Adding new components to conceptualize football, regarding (FIFA, 2019), the world governing body,
since its birth, football has been part of our communities. It is more than a game, more than a sport,
it is a way of life that we all embrace, regardless of nationality, creed, ethnicity, education, gender, or
religion. And It is about supporting the growth and development of football by promoting the
integrity and quality of the game for everyone, and not just for today, but for generations to come.
According to (Ali, 2011) and raising the bridge to arrive on the study subject, football is a complex
sport, requiring the repetition of many disparate actions. For instance, there are several proofs of
concepts that are currently being used such as assess the physical prowess of players, approaching
simple running tests using monitor speed, agility proofs, and repeated sprint performance.
Joining what (Ali, 2011) concludes, (De Silva, et al., 2018) presents that performance management of
top football players is a complex system involving enhancement of physical performance, skill-based
training, tactical training, minimization of injury risk, and psychological support. Managing practice is
vital to allowing players to perform at an optimal level throughout a play season's length.
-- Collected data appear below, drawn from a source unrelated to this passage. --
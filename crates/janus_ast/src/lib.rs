//! janus_ast: token kinds and AST definitions for both languages.
//!
//! The AST is a closed set of tagged variants per language, arena-allocated
//! the way the parser builds it: child nodes are arena references, node
//! lists are arena slices, and identifier/literal text is arena-interned
//! `&str`. Every node records the 1-based source line of the first token
//! that produced it.

pub mod cs;
pub mod js;
pub mod syntax_kind;
pub mod types;

pub use syntax_kind::SyntaxKind;
pub use types::{LiteralValue, ModifierFlags};

/// An arena-allocated list of nodes.
pub type NodeList<'a, T> = &'a [T];
//! The C# printer.

use crate::{write_string_literal, PrinterOptions};
use janus_ast::cs::*;
use janus_ast::types::{LiteralValue, ModifierFlags};
use janus_ast::SyntaxKind;

pub struct CsPrinter {
    output: String,
    indent_level: u32,
    options: PrinterOptions,
}
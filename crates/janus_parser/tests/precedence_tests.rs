//! AST-shape tests for the operator-precedence cascade.
//!
//! These assert on tree shape only, never on parsing strategy: equal
//! precedence associates left, higher precedence binds tighter, and
//! parentheses override both.

use bumpalo::Bump;
use janus_ast::{js, SyntaxKind};
use janus_core::Language;
use janus_metrics::MetricsSink;
use janus_scanner::{tokenize, TokenStream};

/// Helper: parse `source` as a JavaScript expression statement and hand
/// the expression to `f`.
fn with_expr<T>(source: &str, f: impl FnOnce(&js::Expression<'_>) -> T) -> T {
    let arena = Bump::new();
    let mut sink = MetricsSink::new();
    let parser = janus_parser::js::Parser::new(
        &arena,
        TokenStream::new(tokenize(source, Language::JavaScript)),
        &mut sink,
    );
    let program = parser.parse_program();
    assert!(
        !sink.diagnostics.has_errors(),
        "unexpected errors for {:?}: {:?}",
        source,
        sink.diagnostics.diagnostics()
    );
    let js::Statement::Expression(statement) = &program.body[0] else {
        panic!("expected an expression statement for {:?}", source);
    };
    f(statement.expression)
}

fn binary<'e, 'a>(expression: &'e js::Expression<'a>) -> &'e js::BinaryExpression<'a> {
    let js::Expression::Binary(node) = expression else {
        panic!("expected a binary expression");
    };
    node
}

fn number<'e, 'a>(expression: &'e js::Expression<'a>) -> &'e str {
    let js::Expression::Literal(literal) = expression else {
        panic!("expected a literal");
    };
    let janus_ast::LiteralValue::Number(lexeme) = literal.value else {
        panic!("expected a number literal");
    };
    lexeme
}

#[test]
fn multiplication_binds_tighter_than_addition() {
    // 1 + 2 * 3  =>  Add(1, Mul(2, 3))
    with_expr("1 + 2 * 3;", |expression| {
        let add = binary(expression);
        assert_eq!(add.operator, SyntaxKind::PlusToken);
        assert_eq!(number(add.left), "1");
        let mul = binary(add.right);
        assert_eq!(mul.operator, SyntaxKind::AsteriskToken);
        assert_eq!(number(mul.left), "2");
        assert_eq!(number(mul.right), "3");
    });
}

#[test]
fn parentheses_override_precedence() {
    // (1 + 2) * 3  =>  Mul(Add(1, 2), 3)
    with_expr("(1 + 2) * 3;", |expression| {
        let mul = binary(expression);
        assert_eq!(mul.operator, SyntaxKind::AsteriskToken);
        let add = binary(mul.left);
        assert_eq!(add.operator, SyntaxKind::PlusToken);
        assert_eq!(number(add.left), "1");
        assert_eq!(number(add.right), "2");
        assert_eq!(number(mul.right), "3");
    });
}

#[test]
fn equal_precedence_associates_left() {
    // 1 - 2 - 3  =>  Sub(Sub(1, 2), 3)
    with_expr("1 - 2 - 3;", |expression| {
        let outer = binary(expression);
        assert_eq!(number(outer.right), "3");
        let inner = binary(outer.left);
        assert_eq!(number(inner.left), "1");
        assert_eq!(number(inner.right), "2");
    });
}

#[test]
fn logical_layers_sit_below_equality() {
    // a && b == c  =>  And(a, Eq(b, c))
    with_expr("a && b == c;", |expression| {
        let and = binary(expression);
        assert_eq!(and.operator, SyntaxKind::AmpersandAmpersandToken);
        let eq = binary(and.right);
        assert_eq!(eq.operator, SyntaxKind::EqualsEqualsToken);
    });
}

#[test]
fn or_binds_looser_than_and() {
    // a || b && c  =>  Or(a, And(b, c))
    with_expr("a || b && c;", |expression| {
        let or = binary(expression);
        assert_eq!(or.operator, SyntaxKind::BarBarToken);
        let and = binary(or.right);
        assert_eq!(and.operator, SyntaxKind::AmpersandAmpersandToken);
    });
}

#[test]
fn relational_chains_associate_left() {
    // a < b < c  =>  Lt(Lt(a, b), c)
    with_expr("a < b < c;", |expression| {
        let outer = binary(expression);
        assert_eq!(outer.operator, SyntaxKind::LessThanToken);
        let inner = binary(outer.left);
        assert_eq!(inner.operator, SyntaxKind::LessThanToken);
    });
}

#[test]
fn strict_equality_parses_in_javascript() {
    with_expr("a === b;", |expression| {
        assert_eq!(binary(expression).operator, SyntaxKind::EqualsEqualsEqualsToken);
    });
}

#[test]
fn unary_binds_tighter_than_binary() {
    // !a && b  =>  And(Not(a), b)
    with_expr("!a && b;", |expression| {
        let and = binary(expression);
        assert!(matches!(and.left, js::Expression::Unary(_)));
    });
}

#[test]
fn binary_operands_respect_the_precedence_invariant() {
    // Every binary operand is primary, unary, or a strictly
    // tighter-binding binary (same level only via left chains).
    fn check(expression: &js::Expression<'_>) {
        if let js::Expression::Binary(node) = expression {
            let parent =
                janus_parser::binary_operator_precedence(node.operator, Language::JavaScript)
                    .unwrap();
            if let js::Expression::Binary(left) = node.left {
                let child =
                    janus_parser::binary_operator_precedence(left.operator, Language::JavaScript)
                        .unwrap();
                assert!(child >= parent, "left child binds no looser than parent");
            }
            if let js::Expression::Binary(right) = node.right {
                let child =
                    janus_parser::binary_operator_precedence(right.operator, Language::JavaScript)
                        .unwrap();
                assert!(child > parent, "right child binds strictly tighter");
            }
            check(node.left);
            check(node.right);
        }
    }
    with_expr("a + b * c - d % e + f;", check);
    with_expr("a || b && c == d + e * f;", check);
}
(Constantinou & Fenton, 2017) agrees with (Ali, 2011) and (FIFA, 2019) that Football is the most
popular sport in the world and it leverages the inspiration of several researchers to use football
activities as a real-world application field to test various statistical, probabilistic, and machine
learning techniques.
Continuing to explore the complexness, referring (Qing, et al., 2020), football is influenced by many
factors such as technical, tactical, mental, and physiological, however as the matches have a highlevel complexity and dynamic behavior, some other aspects needed to be addressed as situational
variables as match location, team quality, quality of opposition and match outcome. Also, it´s
important to underline other game nature dynamics as interactions between players and positions.
11
2.1.2. Player individual technical skills: the complexity, samples, and limitations
The football player's technical skills are directly connected with data and performance, (Caya &
Bourdon, 2016) proposes that Business Intelligence & Analytics techniques can represent individual
athletes well in their pursuit of positive achievements. Also, individual athletes are anxious to
leverage their athletic performance in their respective sport and aspire to be good at what their
sport demands in terms of physical and competitive accomplishments.
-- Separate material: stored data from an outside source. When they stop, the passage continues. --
//! janus_diagnostics: diagnostic records and error-reporting infrastructure.
//!
//! Diagnostics are never thrown: the lexer, parsers, and mappers append
//! them to a [`DiagnosticCollection`] carried by the request, and the
//! conversion boundary reads the collection once at the end. Message
//! templates live in the [`messages`] module.

use janus_core::LineCol;
use serde::Serialize;
use std::fmt;

/// How severe a diagnostic is.
#[derive(Debug, Clone, Copy, PartialEq, Eq, Hash, Serialize)]
#[serde(rename_all = "snake_case")]
pub enum Severity {
    Error,
    Warning,
    Info,
}

impl fmt::Display for Severity {
    fn fmt(&self, f: &mut fmt::Formatter<'_>) -> fmt::Result {
        match self {
            Severity::Error => write!(f, "error"),
            Severity::Warning => write!(f, "warning"),
            Severity::Info => write!(f, "info"),
        }
    }
}

/// Which stage of the pipeline produced a diagnostic.
#[derive(Debug, Clone, Copy, PartialEq, Eq, Hash, Serialize)]
#[serde(rename_all = "snake_case")]
pub enum DiagnosticKind {
    /// Recursive-descent parsing machinery (recovery, totality).
    RdpParsing,
    /// Lexical or grammatical errors in the input.
    Syntax,
    /// Meaning-level problems the front end can see (e.g. `const` without
    /// an initializer).
    Semantic,
    /// A conversion rule lost information or changed semantics.
    ConversionError,
    /// The mapper met a node configuration it cannot express in the
    /// target language.
    AstConversionError,
}

impl fmt::Display for DiagnosticKind {
    fn fmt(&self, f: &mut fmt::Formatter<'_>) -> fmt::Result {
        let tag = match self {
            DiagnosticKind::RdpParsing => "rdp_parsing",
            DiagnosticKind::Syntax => "syntax",
            DiagnosticKind::Semantic => "semantic",
            DiagnosticKind::ConversionError => "conversion_error",
            DiagnosticKind::AstConversionError => "ast_conversion_error",
        };
        write!(f, "{}", tag)
    }
}

/// A message template with a fixed kind and severity. `{0}`, `{1}`, …
/// placeholders are filled by [`format_message`].
#[derive(Debug, Clone, Copy)]
pub struct DiagnosticMessage {
    pub kind: DiagnosticKind,
    pub severity: Severity,
    pub message: &'static str,
}

/// A realized diagnostic with its source location.
#[derive(Debug, Clone, Serialize)]
pub struct Diagnostic {
    #[serde(rename = "type")]
    pub kind: DiagnosticKind,
    pub message: String,
    pub line: u32,
    pub column: u32,
    pub severity: Severity,
}

impl Diagnostic {
    pub fn new(template: &DiagnosticMessage, args: &[&str], at: LineCol) -> Self {
        Self {
            kind: template.kind,
            message: format_message(template.message, args),
            line: at.line,
            column: at.column,
            severity: template.severity,
        }
    }

    /// A diagnostic whose message is already fully formed, e.g. the
    /// `consume` mismatch messages threaded through the parsers.
    pub fn error(kind: DiagnosticKind, message: impl Into<String>, at: LineCol) -> Self {
        Self {
            kind,
            message: message.into(),
            line: at.line,
            column: at.column,
            severity: Severity::Error,
        }
    }

    pub fn is_error(&self) -> bool {
        self.severity == Severity::Error
    }

    pub fn is_warning(&self) -> bool {
        self.severity == Severity::Warning
    }
}

impl fmt::Display for Diagnostic {
    fn fmt(&self, f: &mut fmt::Formatter<'_>) -> fmt::Result {
        write!(
            f,
            "{}:{}: {} [{}]: {}",
            self.line, self.column, self.severity, self.kind, self.message
        )
    }
}

/// Replace `{0}`, `{1}`, … in a template with the given arguments.
pub fn format_message(template: &str, args: &[&str]) -> String {
    let mut result = template.to_string();
    for (i, arg) in args.iter().enumerate() {
        result = result.replace(&format!("{{{}}}", i), arg);
    }
    result
}

/// Diagnostics accumulated during a single conversion or check request.
#[derive(Debug, Clone, Default)]
pub struct DiagnosticCollection {
    diagnostics: Vec<Diagnostic>,
}

impl DiagnosticCollection {
    pub fn new() -> Self {
        Self { diagnostics: Vec::new() }
    }

    pub fn add(&mut self, diagnostic: Diagnostic) {
        self.diagnostics.push(diagnostic);
    }

    pub fn has_errors(&self) -> bool {
        self.diagnostics.iter().any(Diagnostic::is_error)
    }

    pub fn error_count(&self) -> usize {
        self.diagnostics.iter().filter(|d| d.is_error()).count()
    }

    pub fn warning_count(&self) -> usize {
        self.diagnostics.iter().filter(|d| d.is_warning()).count()
    }

    pub fn errors(&self) -> impl Iterator<Item = &Diagnostic> {
        self.diagnostics.iter().filter(|d| d.is_error())
    }

    pub fn warnings(&self) -> impl Iterator<Item = &Diagnostic> {
        self.diagnostics.iter().filter(|d| d.is_warning())
    }

    pub fn diagnostics(&self) -> &[Diagnostic] {
        &self.diagnostics
    }

    pub fn into_diagnostics(self) -> Vec<Diagnostic> {
        self.diagnostics
    }

    pub fn is_empty(&self) -> bool {
        self.diagnostics.is_empty()
    }

    pub fn len(&self) -> usize {
        self.diagnostics.len()
    }

    pub fn extend(&mut self, other: DiagnosticCollection) {
        self.diagnostics.extend(other.diagnostics);
    }

    /// Sort by source position, errors before warnings at equal positions.
    pub fn sort(&mut self) {
        self.diagnostics.sort_by_key(|d| (d.line, d.column, d.severity as u8));
    }
}

pub mod messages {
    //! Diagnostic message templates, grouped by pipeline stage.

    use super::*;

    macro_rules! diag {
        ($kind:ident, Error, $msg:expr) => {
            DiagnosticMessage {
                kind: DiagnosticKind::$kind,
                severity: Severity::Error,
                message: $msg,
            }
        };
        ($kind:ident, Warning, $msg:expr) => {
            DiagnosticMessage {
                kind: DiagnosticKind::$kind,
                severity: Severity::Warning,
                message: $msg,
            }
        };
        ($kind:ident, Info, $msg:expr) => {
            DiagnosticMessage {
                kind: DiagnosticKind::$kind,
                severity: Severity::Info,
                message: $msg,
            }
        };
    }

    // ========================================================================
    // Syntax errors
    // ========================================================================
    pub const _0_EXPECTED: DiagnosticMessage =
        diag!(Syntax, Error, "'{0}' expected.");
    pub const UNEXPECTED_TOKEN_0: DiagnosticMessage =
        diag!(Syntax, Error, "Unexpected token '{0}'.");
    pub const UNRECOGNIZED_CHARACTER_0: DiagnosticMessage =
        diag!(Syntax, Error, "Unrecognized character '{0}'.");
    pub const EXPRESSION_EXPECTED: DiagnosticMessage =
        diag!(Syntax, Error, "Expression expected.");
    pub const STATEMENT_EXPECTED: DiagnosticMessage =
        diag!(Syntax, Error, "Statement expected.");
    pub const IDENTIFIER_EXPECTED: DiagnosticMessage =
        diag!(Syntax, Error, "Identifier expected.");
    pub const TYPE_EXPECTED: DiagnosticMessage =
        diag!(Syntax, Error, "Type expected.");
    pub const DECLARATION_EXPECTED: DiagnosticMessage =
        diag!(Syntax, Error, "Declaration expected.");
    pub const CASE_OR_DEFAULT_EXPECTED: DiagnosticMessage =
        diag!(Syntax, Error, "'case' or 'default' expected.");
    pub const CATCH_OR_FINALLY_EXPECTED: DiagnosticMessage =
        diag!(Syntax, Error, "'catch' or 'finally' expected.");
    pub const UNTERMINATED_BLOCK_COMMENT: DiagnosticMessage =
        diag!(Syntax, Warning, "Unterminated block comment.");

    // ========================================================================
    // Semantic checks performed by the parser
    // ========================================================================
    pub const CONST_DECLARATION_REQUIRES_INITIALIZER_0: DiagnosticMessage =
        diag!(Semantic, Error, "'const' declaration '{0}' must have an initializer.");

    // ========================================================================
    // Recovery bookkeeping
    // ========================================================================
    pub const SKIPPED_TO_NEXT_STATEMENT: DiagnosticMessage =
        diag!(RdpParsing, Info, "Parsing resumed at the next statement boundary.");

    // ========================================================================
    // Conversion warnings and notes
    // ========================================================================
    pub const STRICT_EQUALITY_NARROWED_0: DiagnosticMessage = diag!(
        ConversionError,
        Warning,
        "'{0}' has no C# equivalent; converted to the non-strict operator."
    );
    pub const EQUALITY_RAISED_0: DiagnosticMessage = diag!(
        ConversionError,
        Warning,
        "'{0}' converted to the strict operator; reference comparisons may differ."
    );
    pub const EXTRA_DECLARATORS_DROPPED_0: DiagnosticMessage = diag!(
        ConversionError,
        Warning,
        "Multi-variable declaration truncated; dropped: {0}."
    );
    pub const USING_DIRECTIVE_DROPPED_0: DiagnosticMessage = diag!(
        ConversionError,
        Info,
        "Using directive '{0}' has no JavaScript equivalent and was dropped."
    );
    pub const NAMESPACE_FLATTENED_0: DiagnosticMessage = diag!(
        ConversionError,
        Info,
        "Namespace '{0}' flattened into the top-level program."
    );
    pub const DO_WHILE_LOWERED: DiagnosticMessage = diag!(
        ConversionError,
        Warning,
        "'do/while' lowered to 'while'; the body no longer runs before the first test."
    );
    pub const STRUCT_CONVERTED_TO_CLASS_0: DiagnosticMessage = diag!(
        ConversionError,
        Warning,
        "Struct '{0}' converted to a class; value-type copy semantics are lost."
    );
    pub const INTERFACE_NOT_REPRESENTABLE_0: DiagnosticMessage = diag!(
        ConversionError,
        Info,
        "Interface '{0}' has no JavaScript equivalent; a placeholder comment was emitted."
    );
    pub const MODIFIERS_DROPPED_0: DiagnosticMessage = diag!(
        ConversionError,
        Info,
        "Declaration modifiers on '{0}' were dropped."
    );
    pub const NUMERIC_SUFFIX_DROPPED_0: DiagnosticMessage = diag!(
        ConversionError,
        Info,
        "Numeric literal suffix dropped from '{0}'."
    );
    pub const EVENT_NOT_REPRESENTABLE_0: DiagnosticMessage = diag!(
        ConversionError,
        Info,
        "Event '{0}' has no JavaScript equivalent and was dropped."
    );
    pub const CATCH_CLAUSES_TRUNCATED: DiagnosticMessage = diag!(
        ConversionError,
        Warning,
        "JavaScript allows a single catch clause; additional clauses were dropped."
    );
    pub const UNSUPPORTED_NODE_0: DiagnosticMessage = diag!(
        AstConversionError,
        Error,
        "Cannot convert {0}; a placeholder comment was emitted."
    );
}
Continuing with the topic and setting practical samples, relating to football player's technical skills,
data, and performance, the study of (Spearman & Basye, 2017) presents a model for ball control in
football based on the concepts of how long it takes a player to reach the ball (time-to-intercept) and
how long it takes a player to control the ball (time-to-control). Thus, players would keep the
advantage in understanding this physics-Based modeling of pass probabilities translated and applied
to the field, regarding that these metrics are constructed at the per-player level.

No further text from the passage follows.